Los altos precios del girasol están impulsando las siembras en todo el mundo. Las últimas proyecciones de producción mundial 2026/2027 del USDA pronostican una cosecha de 62,6 millones de toneladas, 13,4% superior a la de la campaña anterior. La molienda acompañaría este crecimiento, para alcanzar los 55,8 millones de toneladas, con un aumento del 11,6% interanual.
“Los stocks finales globales se ubicarían en 3,9 millones de toneladas, aún en niveles bajos en términos históricos; la relación stock/demanda total se mantiene ajustada en 6,1%, lo que continúa dando soporte a los precios internacionales del aceite”, se indica en un reciente informe de la Asociación Argentina de Girasol (Asagir).
El principal oferente mundial sigue siendo Rusia, con una producción estimada de 20,7 millones de toneladas (+11,4% interanual), seguido por Ucrania, con 13 millones (+18,2% interanual), y la Unión Europea, con 9,8 millones (+13,2%). En la Argentina la Bolsa de Cereales de Buenos Aires estima un área por sembrar de 3 millones de hectáreas, frente a los 2,8 y a los 2,2 millones de hectáreas de los dos ciclos previos.
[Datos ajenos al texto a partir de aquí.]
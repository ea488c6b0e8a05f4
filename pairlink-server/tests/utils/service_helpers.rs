use anyhow::{Context, Result};
use pairlink_core::{
    ClientSignal, IceCandidate, ParticipantId, RoomId, ServerSignal, SessionDescription,
};
use pairlink_server::SignalingService;
use std::time::Duration;
use tokio::sync::mpsc;

/// Timeout for a single signal delivery (ms).
pub const SIGNAL_TIMEOUT_MS: u64 = 2000;

/// A participant attached straight to the service, without a socket.
pub struct TestPeer {
    pub id: ParticipantId,
    rx: mpsc::UnboundedReceiver<ServerSignal>,
}

impl TestPeer {
    pub fn attach(service: &SignalingService) -> Self {
        let id = ParticipantId::new();
        let (tx, rx) = mpsc::unbounded_channel();
        service.add_peer(id, tx);
        Self { id, rx }
    }

    pub async fn recv(&mut self) -> Result<ServerSignal> {
        tokio::time::timeout(Duration::from_millis(SIGNAL_TIMEOUT_MS), self.rx.recv())
            .await
            .context("Timeout waiting for signal")?
            .context("Signal channel closed")
    }

    /// Asserts that nothing is pending right now.
    pub fn assert_idle(&mut self) {
        if let Ok(signal) = self.rx.try_recv() {
            panic!("Unexpected signal for {}: {:?}", self.id, signal);
        }
    }
}

pub fn room(name: &str) -> RoomId {
    RoomId::new(name).expect("valid room name")
}

pub fn join(room: &RoomId) -> ClientSignal {
    ClientSignal::JoinRoom { room: room.clone() }
}

pub fn offer(room: &RoomId, round: u64) -> ClientSignal {
    ClientSignal::Offer {
        sdp: SessionDescription::offer(format!("v=0 offer-{round}")),
        room: room.clone(),
        round,
    }
}

pub fn answer(room: &RoomId, round: u64) -> ClientSignal {
    ClientSignal::Answer {
        sdp: SessionDescription::answer(format!("v=0 answer-{round}")),
        room: room.clone(),
        round,
    }
}

pub fn candidate(room: &RoomId, n: u32) -> ClientSignal {
    ClientSignal::Candidate {
        candidate: IceCandidate::new(format!("candidate:{n} 1 udp 1 10.0.0.{n} 5000 typ host")),
        room: room.clone(),
    }
}
use anyhow::{Result, bail};
use async_trait::async_trait;
use pairlink_client::{Connector, LocalTrack, PeerConnection, TransportConfig, TransportEvent};
use pairlink_core::{IceCandidate, SessionDescription};
use std::sync::{Arc, Mutex};
use tokio::sync::{Notify, mpsc};

pub const LOCAL_CANDIDATE: &str = "candidate:1 1 udp 2130706431 192.168.0.2 50000 typ host";

/// PeerConnection without a network. Every call is recorded as a short
/// string such as `set_remote:offer` or `add_candidate:<candidate>`.
///
/// Descriptions containing `malformed` and candidates containing `bogus`
/// are rejected. Setting a local description emits one local candidate.
pub struct FakeConnection {
    calls: Mutex<Vec<String>>,
    events: mpsc::Sender<TransportEvent>,
    offer_gate: Option<Arc<Notify>>,
    track_gate: Option<Arc<Notify>>,
}

impl FakeConnection {
    fn record(&self, call: impl Into<String>) {
        self.calls.lock().unwrap().push(call.into());
    }

    pub fn calls(&self) -> Vec<String> {
        self.calls.lock().unwrap().clone()
    }

    pub fn count(&self, prefix: &str) -> usize {
        self.calls().iter().filter(|c| c.starts_with(prefix)).count()
    }

    /// Position of the first call starting with `prefix`.
    pub fn position(&self, prefix: &str) -> Option<usize> {
        self.calls().iter().position(|c| c.starts_with(prefix))
    }

    /// Injects an event as if the network produced it.
    pub async fn emit(&self, event: TransportEvent) {
        self.events.send(event).await.unwrap();
    }
}

#[async_trait]
impl PeerConnection for FakeConnection {
    async fn create_offer(&self) -> Result<SessionDescription> {
        self.record("create_offer");
        if let Some(gate) = &self.offer_gate {
            gate.notified().await;
        }
        Ok(SessionDescription::offer("v=0 fake-offer"))
    }

    async fn create_answer(&self) -> Result<SessionDescription> {
        self.record("create_answer");
        Ok(SessionDescription::answer("v=0 fake-answer"))
    }

    async fn set_local_description(&self, description: &SessionDescription) -> Result<()> {
        self.record(format!("set_local:{}", description.kind()));
        let _ = self
            .events
            .send(TransportEvent::CandidateGenerated(IceCandidate::new(
                LOCAL_CANDIDATE,
            )))
            .await;
        Ok(())
    }

    async fn set_remote_description(&self, description: &SessionDescription) -> Result<()> {
        if description.sdp().contains("malformed") {
            self.record(format!("set_remote_failed:{}", description.kind()));
            bail!("unparsable session description");
        }
        self.record(format!("set_remote:{}", description.kind()));
        Ok(())
    }

    async fn add_ice_candidate(&self, candidate: &IceCandidate) -> Result<()> {
        self.record(format!("add_candidate:{}", candidate.candidate));
        if candidate.candidate.contains("bogus") {
            bail!("candidate rejected");
        }
        Ok(())
    }

    async fn add_track(&self, track: LocalTrack) -> Result<()> {
        self.record(format!("add_track:{}", track.id()));
        if let Some(gate) = &self.track_gate {
            gate.notified().await;
        }
        Ok(())
    }

    async fn close(&self) -> Result<()> {
        self.record("close");
        Ok(())
    }
}

/// Hands out one `FakeConnection` and keeps it for inspection.
#[derive(Default)]
pub struct FakeConnector {
    connection: Mutex<Option<Arc<FakeConnection>>>,
    offer_gate: Option<Arc<Notify>>,
    track_gate: Option<Arc<Notify>>,
    fail: bool,
}

impl FakeConnector {
    pub fn new() -> Self {
        Self::default()
    }

    /// `create_offer` blocks until the returned gate is notified.
    pub fn holding_offer() -> (Self, Arc<Notify>) {
        let gate = Arc::new(Notify::new());
        let connector = Self {
            offer_gate: Some(gate.clone()),
            ..Self::default()
        };
        (connector, gate)
    }

    /// `add_track` blocks until the returned gate is notified.
    pub fn holding_tracks() -> (Self, Arc<Notify>) {
        let gate = Arc::new(Notify::new());
        let connector = Self {
            track_gate: Some(gate.clone()),
            ..Self::default()
        };
        (connector, gate)
    }

    pub fn failing() -> Self {
        Self {
            fail: true,
            ..Self::default()
        }
    }

    pub fn connection(&self) -> Arc<FakeConnection> {
        self.connection
            .lock()
            .unwrap()
            .clone()
            .expect("no connection created yet")
    }
}

#[async_trait]
impl Connector for FakeConnector {
    async fn connect(
        &self,
        _config: &TransportConfig,
        events: mpsc::Sender<TransportEvent>,
    ) -> Result<Arc<dyn PeerConnection>> {
        if self.fail {
            bail!("peer connection factory unavailable");
        }
        let connection = Arc::new(FakeConnection {
            calls: Mutex::new(Vec::new()),
            events,
            offer_gate: self.offer_gate.clone(),
            track_gate: self.track_gate.clone(),
        });
        *self.connection.lock().unwrap() = Some(connection.clone());
        Ok(connection)
    }
}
Según Asagir, esa superficie podría generar una producción de 8 millones de toneladas, récord de los últimos años, muy superior a los 6,6 millones del ciclo previo.
Se prevé que el mercado internacional de aceites siga firme durante 2026 por el aumento del consumo y por el mantenimiento de conflictos bélicos. En el mercado interno, a mediados de julio se pagaban 662.850 pesos por tonelada de girasol, equivalentes a 447 dólares por tonelada. Los productores proyectan que, con el correr del calendario, se ingresará en los meses de menor oferta estacional, con posibilidad de precios más firmes.
Para el ciclo 2026/2027, se estima que continuará el interés por la oleaginosa, porque su precio aumentó más que el de sus insumos, lo que conforma una buena relación insumo/producto. En la decisión también pesará la abundante disponibilidad de humedad que muestran los suelos en todas las regiones girasoleras. Con precios del orden de 410-420 dólares por tonelada para marzo de 2027, el girasol volverá a ser un cultivo competitivo en varias zonas.
Por ejemplo, “en el oeste de Buenos Aires, puede dar lugar a un margen neto, en campo alquilado, del orden de 190-200 dólares por tonelada, similar al del trigo/soja y superior a maíz y soja tempranas”, resalta un asesor de Trenque Lauquen quien estima que, en 2026, esta oleaginosa puede seguir siendo el producto estrella en la góndola agrícola.